The scheduler runs at a fixed interval, called its heartbeat, in which it does a number of tasks:
- Fetch the alert rules for all organizations (excluding disabled)
- Start a goroutine (if this is a new alert rule or the scheduler has just started) to evaluate the alert rule
- Send an
*evaluationevent to the goroutine for each alert rule if its interval has elapsed - Stop the goroutines for all alert rules that have been deleted since the last heartbeat
The function that evaluates each alert rule is called run. It waits for an *evaluation event (sent each
interval seconds elapsed and is configurable per alert rule) and then evaluates the alert rule. To ensure that the
scheduler is evaluating the latest version of the alert rule it compares its local version of the alert rule with that
in the *evaluation event, fetching the latest version of the alert rule from the database if the version numbers
mismatch. It then invokes the Evaluator which evaluates any queries, classic conditions or expressions in alert rule
and passes the results of this evaluation to the State Manager. An evaluation can return no results in the case of
NoData or Error, a single result in the case of classic conditions, or more than one result if the alert rule is
multi-dimensional (i.e. one result per label set). In the case of multi-dimensional alert rules the results from an
evaluation should never contain more than one per label set.
The State Manager is responsible for determining the current state of the alert rule (normal, pending, firing, etc) by comparing each evaluation result to the previous evaluations of the same label set in the state cache. Given a label set, it updates the state cache with the new current state, the evaluation time of the current evaluation and appends the current evaluation to the slice of previous evaluations. If the alert changes state (i.e. pending to firing) then it also creates an annotation to mark it on the dashboard and panel for this alert rule.
You might have noticed that so far we have avoided using the word "Alert" and instead talked about evaluation results and the current state of an alert rule. The reason for that is at this time in the evaluation of an alert rule the State Manager does not know about alerts, it just knows for each label set the state of an alert rule, the current evaluation and previous evaluations.
Notification of alerts
When an evaluation transitions the state of an alert rule for a given label set from pending to firing or from firing to normal the scheduler creates an alert instance and passes it to Alertmanager. In the case where a label set is transitioning from pending to firing the state of the alert instance is "Firing" and when transitioning from firing to normal the state of the alert instance is "Normal".
Which Alertmanager?
In ngalert it is possible to send alerts to the internal Alertmanager, an external Alertmanager, or both.
The internal Alertmanager is called MultiOrgAlertmanager and creates an Alertmanager for each organization in
Grafana to preserve isolation between organizations in Grafana. The MultiOrgAlertmanager receives alerts from the
scheduler and then forwards the alert to the correct Alertmanager for the organization.

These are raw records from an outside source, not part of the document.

use crate::cache::{header_time, CacheControl};
use crate::client::body::Body;
use crate::client::charset::{
    canonical_name, charset_param, is_html_media, lookup, media_type, sniff_meta_charset,
    transcode, PREVIEW_LEN,
};
use crate::client::Request;
use crate::state::UrlRecord;
use crate::BodyError;
use chrono::{DateTime, Utc};
use encoding_rs::Encoding;
use reqwest::header::{HeaderMap, CONTENT_LOCATION, CONTENT_TYPE, LAST_MODIFIED};
use scraper::{Html, Selector};
use std::borrow::Cow;
use std::sync::{Mutex, MutexGuard};
use url::Url;

/// A refresh directive from a `Refresh` header or `<meta http-equiv="refresh">`
#[derive(Debug, Clone, PartialEq, Eq)]
pub struct Refresh {
    /// Delay before the refresh
    pub seconds: u64,

    /// Target; `None` reloads the same document
    pub url: Option<Url>,
}

/// Parses a refresh value such as `5; url=/next`
pub fn parse_refresh(value: &str, base: &Url) -> Option<Refresh> {
    let value = value.trim();
    let (delay, rest) = match value.find([';', ',']) {
        Some(i) => (&value[..i], Some(&value[i + 1..])),
        None => (value, None),
    };

    let seconds = delay.trim().parse::<f64>().ok().filter(|s| *s >= 0.0)? as u64;

    let url = rest.and_then(|rest| {
        let rest = rest.trim();
        let target = match (rest.get(..3), rest.get(3..)) {
            (Some(key), Some(tail)) if key.eq_ignore_ascii_case("url") => {
                tail.trim_start().strip_prefix('=')?.trim()
            }
            _ => rest,
        };
        let target = target.trim_matches(|c| c == '"' || c == '\'');
        if target.is_empty() {
            None
        } else {
            base.join(target).ok()
        }
    });

    Some(Refresh { seconds, url })
}

/// The outcome of one fetch
///
/// A response starts with only its head read. `decode` resolves the charset and
/// fills `content` with the body as UTF-8 (for text) or as raw bytes.
#[derive(Debug)]
pub struct Response {
    /// URL that was requested
    pub request_url: Url,

    /// URL the content was served from after redirects
    pub url: Url,

    pub status: u16,
    pub headers: HeaderMap,

    /// Lower-cased media type without parameters
    pub content_type: Option<String>,

    /// Canonical name of the resolved charset
    pub charset: Option<String>,

    /// The charset was declared rather than assumed
    pub certain_charset: bool,

    /// `content` was transcoded to UTF-8
    pub charset_decoded: bool,

    /// Decoded body, filled by `decode`
    pub content: Vec<u8>,

    pub cache_control: Option<CacheControl>,
    pub refresh: Option<Refresh>,
    pub content_location: Option<Url>,

    /// When the response head was received
    pub timestamp: DateTime<Utc>,

    /// Served from the cache pool, possibly after revalidation
    pub from_cache: bool,

    /// Snapshot of the URL record taken when the request was made
    pub record: UrlRecord,

    pub body: Body,

    /// Error met while reading the body; the response is still usable
    pub body_error: Option<BodyError>,

    decoded: bool,
}

impl Response {
    /// Creates a response from its head
    ///
    /// # Arguments
    ///
    /// * `request` - The request this response answers
    /// * `url` - Final URL after redirects
    /// * `status` - Status code
    /// * `headers` - Response headers
    /// * `body` - Unread body
    /// * `timestamp` - When the head was received
    pub fn new(
        request: &Request,
        url: Url,
        status: u16,
        headers: HeaderMap,
        body: Body,
        timestamp: DateTime<Utc>,
    ) -> Self {
        let content_type = headers
            .get(CONTENT_TYPE)
            .and_then(|v| v.to_str().ok())
            .map(media_type)
            .filter(|m| !m.is_empty());
        let refresh = headers
            .get("refresh")
            .and_then(|v| v.to_str().ok())
            .and_then(|v| parse_refresh(v, &url));
        let content_location = headers
            .get(CONTENT_LOCATION)
            .and_then(|v| v.to_str().ok())
            .and_then(|v| url.join(v).ok());

        Self {
            request_url: request.url.clone(),
            url,
            status,
            headers,
            content_type,
            charset: None,
            certain_charset: false,
            charset_decoded: false,
            content: Vec::new(),
            cache_control: None,
            refresh,
            content_location,
            timestamp,
            from_cache: false,
            record: request.record.clone(),
            body,
            body_error: None,
            decoded: false,
        }
    }

    /// True if the content is HTML
    pub fn is_html(&self) -> bool {
        self.content_type.as_deref().is_some_and(is_html_media)
    }

    /// True if the content is text that a charset applies to
    pub fn is_text(&self) -> bool {
        match self.content_type.as_deref() {
            None => true,
            Some(media) => {
                media.starts_with("text/")
                    || media.ends_with("+xml")
                    || matches!(
                        media,
                        "application/xml" | "application/json" | "application/javascript"
                    )
            }
        }
    }

    /// True if the final URL differs from the requested one
    pub fn is_redirected(&self) -> bool {
        self.request_url != self.url
    }

    pub fn is_decoded(&self) -> bool {
        self.decoded
    }

    /// `Last-Modified` reported by the server
    pub fn last_modified(&self) -> Option<DateTime<Utc>> {
        header_time(&self.headers, LAST_MODIFIED.as_str())
    }

    /// Resolves the charset and reads the whole body into `content`
    ///
    /// The charset comes from the `Content-Type` header, else from a `<meta>`
    /// tag in the first bytes of an HTML body, else `default_charset`. Non
    /// UTF-8 text is transcoded. Calling this again is a no-op that repeats
    /// the first outcome.
    ///
    /// # Returns
    ///
    /// * `Ok(())` - `content` holds the full body
    /// * `Err(BodyError)` - The body could not be read or decoded; the error is
    ///   also kept in `body_error` and `content` holds what was read
    pub async fn decode(&mut self, default_charset: &str) -> Result<(), BodyError> {
        if self.decoded {
            return self.body_error.clone().map_or(Ok(()), Err);
        }
        self.decoded = true;

        let result = self.read_and_decode(default_charset).await;
        if let Err(e) = &result {
            self.body_error = Some(e.clone());
        }
        result
    }

    async fn read_and_decode(&mut self, default_charset: &str) -> Result<(), BodyError> {
        if self.content_type.is_none() {
            let preview = self.body.preview(PREVIEW_LEN).await?;
            if looks_like_html(preview) {
                self.content_type = Some("text/html".to_string());
            }
        }

        // Binary content is delivered as is
        let encoding = if self.is_text() {
            let (encoding, certain) = self.resolve_charset(default_charset).await?;
            self.charset = Some(canonical_name(encoding));
            self.certain_charset = certain;
            encoding
        } else {
            encoding_rs::UTF_8
        };

        let mut content = std::mem::take(&mut self.content);
        let read = self.body.read_to_end(&mut content).await;
        self.content = content;
        read?;

        if encoding != encoding_rs::UTF_8 {
            let (text, _) = transcode(&self.content, encoding);
            self.content = text.into_bytes();
            self.charset_decoded = true;
        }

        if self.refresh.is_none() && self.is_html() {
            self.refresh = self.meta_refresh();
        }
        Ok(())
    }

    async fn resolve_charset(
        &mut self,
        default_charset: &str,
    ) -> Result<(&'static Encoding, bool), BodyError> {
        let declared = self
            .headers
            .get(CONTENT_TYPE)
            .and_then(|v| v.to_str().ok())
            .and_then(charset_param)
            .and_then(|label| lookup(&label));
        if let Some(encoding) = declared {
            return Ok((encoding, true));
        }

        if self.is_html() {
            let preview = self.body.preview(PREVIEW_LEN).await?;
            let sniffed = sniff_meta_charset(preview).and_then(|label| lookup(&label));
            if let Some(encoding) = sniffed {
                // A byte stream cannot really be UTF-16 if its meta tag was readable
                if encoding == encoding_rs::UTF_16LE || encoding == encoding_rs::UTF_16BE {
                    return Ok((encoding_rs::UTF_8, true));
                }
                return Ok((encoding, true));
            }
        }

        Ok((lookup(default_charset).unwrap_or(encoding_rs::UTF_8), false))
    }

    fn meta_refresh(&self) -> Option<Refresh> {
        let doc = self.document()?;
        let selector = Selector::parse("meta[http-equiv][content]").ok()?;
        doc.select(&selector)
            .filter(|el| {
                el.value()
                    .attr("http-equiv")
                    .is_some_and(|v| v.trim().eq_ignore_ascii_case("refresh"))
            })
            .filter_map(|el| el.value().attr("content"))
            .find_map(|content| parse_refresh(content, &self.url))
    }

    /// The content as text, replacing invalid UTF-8
    pub fn text(&self) -> Cow<'_, str> {
        String::from_utf8_lossy(&self.content)
    }

    /// Parses the content as an HTML document
    ///
    /// Returns `None` unless the response is HTML and has been decoded.
    pub fn document(&self) -> Option<Html> {
        if !self.decoded || !self.is_html() {
            return None;
        }
        Some(Html::parse_document(&self.text()))
    }

    /// Text of every element matching a CSS selector, whitespace-trimmed
    pub fn find_text(&self, selector: &str) -> Vec<String> {
        let (Some(doc), Ok(selector)) = (self.document(), Selector::parse(selector)) else {
            return Vec::new();
        };
        doc.select(&selector)
            .map(|el| el.text().collect::<String>().trim().to_string())
            .collect()
    }

    /// Value of `attr` on every element matching a CSS selector
    pub fn find_attr(&self, selector: &str, attr: &str) -> Vec<String> {
        let (Some(doc), Ok(selector)) = (self.document(), Selector::parse(selector)) else {
            return Vec::new();
        };
        doc.select(&selector)
            .filter_map(|el| el.value().attr(attr))
            .map(str::to_string)
            .collect()
    }

    /// Takes the content buffer out, leaving the response empty
    pub fn take_content(&mut self) -> Vec<u8> {
        std::mem::take(&mut self.content)
    }
}

/// True if leading bytes look like the start of an HTML document
fn looks_like_html(preview: &[u8]) -> bool {
    let text = String::from_utf8_lossy(&preview[..preview.len().min(512)]);
    let lower = text.trim_start_matches('\u{feff}').trim_start().to_ascii_lowercase();
    ["<!doctype html", "<html", "<head", "<body"]
        .iter()
        .any(|tag| lower.starts_with(tag))
}

/// Recycles content buffers between responses
///
/// Handlers take a buffer with `acquire` before decoding a response and give
/// it back with `release` once the controller is done with the response.
#[derive(Debug)]
pub struct ResponsePool {
    buffers: Mutex<Vec<Vec<u8>>>,
    max_pooled: usize,
}

impl ResponsePool {
    pub fn new(max_pooled: usize) -> Self {
        Self {
            buffers: Mutex::new(Vec::new()),
            max_pooled,
        }
    }

    fn buffers(&self) -> MutexGuard<'_, Vec<Vec<u8>>> {
        self.buffers
            .lock()
            .unwrap_or_else(|poisoned| poisoned.into_inner())
    }

    /// Returns an empty buffer, reusing a released one when possible
    pub fn acquire(&self) -> Vec<u8> {
        self.buffers().pop().unwrap_or_default()
    }

    /// Clears a buffer and keeps it for reuse
    pub fn release(&self, mut buffer: Vec<u8>) {
        buffer.clear();
        let mut buffers = self.buffers();
        if buffers.len() < self.max_pooled {
            buffers.push(buffer);
        }
    }

    /// Number of buffers waiting for reuse
    pub fn len(&self) -> usize {
        self.buffers().len()
    }

    pub fn is_empty(&self) -> bool {
        self.len() == 0
    }
}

When Grafana is configured to send alerts to an external Alertmanager it does so via the sender which creates an
abstraction over notification of alerts and discovery of external Alertmanagers in Prometheus. The sender receives
alerts via the SendAlerts function and then passes them to Prometheus.
How does Alertmanager turn alerts into notifications?
Alertmanager receives alerts via the PutAlerts function. Each alert is validated and its annotations and labels are
normalized, then the alerts are put in an in-memory structure. The dispatcher iterates over the alerts and matches
it to a route in the configuration as explained here.
The alert is then matched to an alert group depending on the configuration in the route. The alert is then sent through a number of stages including silencing and inhibition (which is currently not supported) and at last the receiver which can include wait, de-duplication, retry.
What are notification channels?
Notification channels receive alerts and turn them into notifications and is often the last callback in the receiver after wait, de-duplication and retry.